• **How to complete this task**
Go through the data and retrieve each line that includes the string "aborted".

• **Source data**
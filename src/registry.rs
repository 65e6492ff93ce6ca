//! Per-instance job registry.
//!
//! [`CacheJobRegistry`] maps job ids to [`CacheJobStatus`] and is each
//! instance's single source of truth for its view of cluster job state.
//! Mutations are serialized behind one coarse lock; registries are small
//! and mutations brief, so a per-key lock buys nothing here.
//!
//! Every mutation is idempotent: applying the same insert, state change or
//! removal twice leaves the registry identical to applying it once. That is
//! what lets the cluster layer apply at-least-once event delivery without
//! bookkeeping.

use crate::model::{CacheJobInfo, CacheJobStatus, JobId, JobState};
use chrono::Utc;
use parking_lot::RwLock;
use std::collections::HashMap;

/// Outcome of a state-change attempt on a registered job.
#[derive(Clone, Debug)]
pub struct Transition {
    /// The job's status after the attempt.
    pub status: CacheJobStatus,
    /// True when the attempt actually changed the state.
    pub changed: bool,
}

/// Thread-safe map of job id to replicated job status.
#[derive(Debug, Default)]
pub struct CacheJobRegistry {
    jobs: RwLock<HashMap<JobId, CacheJobStatus>>,
}

impl CacheJobRegistry {
    /// Creates an empty registry.
    pub fn new() -> Self {
        Self::default()
    }

    /// Registers a job, keeping the first authoritative info per id.
    ///
    /// Re-inserting a known job is a no-op and returns the stored status.
    /// The one exception is a provisional entry (synthesized from a status
    /// event, see [`CacheJobStatus::provisional`]): the authoritative info
    /// replaces the placeholder while the already-learned state and
    /// progress are preserved.
    pub fn insert(&self, status: CacheJobStatus) -> CacheJobStatus {
        let mut jobs = self.jobs.write();
        match jobs.entry(status.info.id.clone()) {
            std::collections::hash_map::Entry::Occupied(mut entry) => {
                let existing = entry.get_mut();
                if existing.provisional && !status.provisional {
                    let state = existing.state;
                    let progress = existing.progress;
                    *existing = status;
                    existing.state = state;
                    existing.progress = progress;
                    existing.last_updated = Utc::now();
                }
                existing.clone()
            }
            std::collections::hash_map::Entry::Vacant(entry) => entry.insert(status).clone(),
        }
    }

    /// Attempts a state change for `job_id`.
    ///
    /// Returns `None` when the job is unknown. A same-state change is an
    /// idempotent no-op; a change the current state does not
    /// [accept](JobState::accepts) (e.g. leaving a terminal state) keeps
    /// the record untouched. Both report `changed == false`.
    pub fn set_state(&self, job_id: &JobId, state: JobState) -> Option<Transition> {
        let mut jobs = self.jobs.write();
        let status = jobs.get_mut(job_id)?;
        if status.state == state || !status.state.accepts(state) {
            return Some(Transition {
                status: status.clone(),
                changed: false,
            });
        }
        status.state = state;
        status.last_updated = Utc::now();
        Some(Transition {
            status: status.clone(),
            changed: true,
        })
    }

    /// Records execution progress for `job_id`, if known and still active.
    pub fn set_progress(&self, job_id: &JobId, fraction: f32) {
        let mut jobs = self.jobs.write();
        if let Some(status) = jobs.get_mut(job_id) {
            if status.state.is_active() {
                status.progress = Some(fraction.clamp(0.0, 1.0));
                status.last_updated = Utc::now();
            }
        }
    }

    /// Returns the status of `job_id`, if registered.
    pub fn status(&self, job_id: &JobId) -> Option<CacheJobStatus> {
        self.jobs.read().get(job_id).cloned()
    }

    /// Snapshot of every registered job's identity.
    pub fn jobs(&self) -> Vec<CacheJobInfo> {
        self.jobs.read().values().map(|s| s.info.clone()).collect()
    }

    /// Snapshot of every registered status.
    pub fn statuses(&self) -> Vec<CacheJobStatus> {
        self.jobs.read().values().cloned().collect()
    }

    /// Snapshot of every non-terminal status.
    pub fn alive(&self) -> Vec<CacheJobStatus> {
        self.jobs
            .read()
            .values()
            .filter(|s| !s.is_finished())
            .cloned()
            .collect()
    }

    /// Removes and returns every terminal status.
    pub fn prune_terminal(&self) -> Vec<CacheJobStatus> {
        let mut jobs = self.jobs.write();
        let pruned: Vec<JobId> = jobs
            .iter()
            .filter(|(_, s)| s.is_finished())
            .map(|(id, _)| id.clone())
            .collect();
        pruned
            .iter()
            .filter_map(|id| jobs.remove(id))
            .collect()
    }

    /// Removes `job_id`; no-op when absent.
    pub fn remove(&self, job_id: &JobId) -> Option<CacheJobStatus> {
        self.jobs.write().remove(job_id)
    }

    /// Drops every entry.
    pub fn clear(&self) {
        self.jobs.write().clear();
    }

    /// Number of registered jobs.
    pub fn len(&self) -> usize {
        self.jobs.read().len()
    }

    /// Whether the registry holds no jobs.
    pub fn is_empty(&self) -> bool {
        self.jobs.read().is_empty()
    }
}

#[cfg(test)]
mod tests {
    use super::*;
    use crate::model::{CacheAction, CacheIdentifier, CacheJobRequest, InstanceId, ZoomRange};

    fn status(id: &str) -> CacheJobStatus {
        let origin = InstanceId::generate();
        let info = CacheJobInfo::new(
            JobId::new(id),
            CacheJobRequest {
                action: CacheAction::Seed,
                cache: CacheIdentifier {
                    layer_name: "test:layer1".to_string(),
                    gridset_id: "EPSG:3857".to_string(),
                    format: "image/png".to_string(),
                    parameters_id: None,
                },
                zoom: ZoomRange::new(0, 10),
                bounds: None,
            },
            origin,
        );
        CacheJobStatus::new(info)
    }

    #[test]
    fn test_insert_and_lookup() {
        let registry = CacheJobRegistry::new();
        registry.insert(status("j1"));
        assert_eq!(registry.len(), 1);
        assert!(registry.status(&JobId::new("j1")).is_some());
        assert!(registry.status(&JobId::new("j2")).is_none());
    }

    #[test]
    fn test_insert_is_idempotent_and_keeps_first_info() {
        let registry = CacheJobRegistry::new();
        let first = status("j1");
        registry.insert(first.clone());
        registry.set_state(&JobId::new("j1"), JobState::Running);

        // duplicate delivery of the same creation must not reset state
        let stored = registry.insert(first.clone());
        assert_eq!(stored.state, JobState::Running);
        assert_eq!(stored.info, first.info);
        assert_eq!(registry.len(), 1);
    }

    #[test]
    fn test_insert_upgrades_provisional_entry() {
        let registry = CacheJobRegistry::new();
        registry.insert(CacheJobStatus::provisional(
            JobId::new("j1"),
            JobState::Aborting,
        ));

        let authoritative = status("j1");
        let stored = registry.insert(authoritative.clone());
        assert!(!stored.provisional);
        assert_eq!(stored.info, authoritative.info);
        // the state learned from the status event survives the upgrade
        assert_eq!(stored.state, JobState::Aborting);
    }

    #[test]
    fn test_set_state_transitions() {
        let registry = CacheJobRegistry::new();
        registry.insert(status("j1"));
        let id = JobId::new("j1");

        let t = registry.set_state(&id, JobState::Running).unwrap();
        assert!(t.changed);
        assert_eq!(t.status.state, JobState::Running);

        // idempotent re-application
        let t = registry.set_state(&id, JobState::Running).unwrap();
        assert!(!t.changed);

        let t = registry.set_state(&id, JobState::Complete).unwrap();
        assert!(t.changed);

        // terminal states are sticky
        let t = registry.set_state(&id, JobState::Running).unwrap();
        assert!(!t.changed);
        assert_eq!(t.status.state, JobState::Complete);
    }

    #[test]
    fn test_set_state_unknown_job() {
        let registry = CacheJobRegistry::new();
        assert!(registry
            .set_state(&JobId::new("nope"), JobState::Running)
            .is_none());
    }

    #[test]
    fn test_progress_ignored_once_finished() {
        let registry = CacheJobRegistry::new();
        registry.insert(status("j1"));
        let id = JobId::new("j1");

        registry.set_progress(&id, 0.5);
        assert_eq!(registry.status(&id).unwrap().progress, Some(0.5));

        registry.set_state(&id, JobState::Complete);
        registry.set_progress(&id, 0.9);
        assert_eq!(registry.status(&id).unwrap().progress, Some(0.5));
    }

    #[test]
    fn test_prune_removes_only_terminal() {
        let registry = CacheJobRegistry::new();
        registry.insert(status("scheduled"));
        registry.insert(status("running"));
        registry.insert(status("aborting"));
        registry.insert(status("complete"));
        registry.insert(status("failed"));
        registry.insert(status("aborted"));

        registry.set_state(&JobId::new("running"), JobState::Running);
        registry.set_state(&JobId::new("aborting"), JobState::Aborting);
        registry.set_state(&JobId::new("complete"), JobState::Complete);
        registry.set_state(&JobId::new("failed"), JobState::Failed);
        registry.set_state(&JobId::new("aborting"), JobState::Aborting);
        registry.set_state(&JobId::new("aborted"), JobState::Aborting);
        registry.set_state(&JobId::new("aborted"), JobState::Aborted);

        let pruned = registry.prune_terminal();
        assert_eq!(pruned.len(), 3);
        assert_eq!(registry.len(), 3);
        assert!(registry.status(&JobId::new("complete")).is_none());
        assert!(registry.status(&JobId::new("scheduled")).is_some());
        assert!(registry.status(&JobId::new("aborting")).is_some());

        // pruning again finds nothing
        assert!(registry.prune_terminal().is_empty());
    }

    #[test]
    fn test_alive_excludes_terminal() {
        let registry = CacheJobRegistry::new();
        registry.insert(status("j1"));
        registry.insert(status("j2"));
        registry.set_state(&JobId::new("j2"), JobState::Failed);

        let alive = registry.alive();
        assert_eq!(alive.len(), 1);
        assert_eq!(alive[0].job_id(), &JobId::new("j1"));
    }

    #[test]
    fn test_remove_and_clear() {
        let registry = CacheJobRegistry::new();
        registry.insert(status("j1"));
        registry.insert(status("j2"));

        assert!(registry.remove(&JobId::new("j1")).is_some());
        assert!(registry.remove(&JobId::new("j1")).is_none());

        registry.clear();
        assert!(registry.is_empty());
    }
}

• **Your response**
        registry.insert(status("aborted"));
        registry.set_state(&JobId::new("aborted"), JobState::Aborting);
        registry.set_state(&JobId::new("aborted"), JobState::Aborted);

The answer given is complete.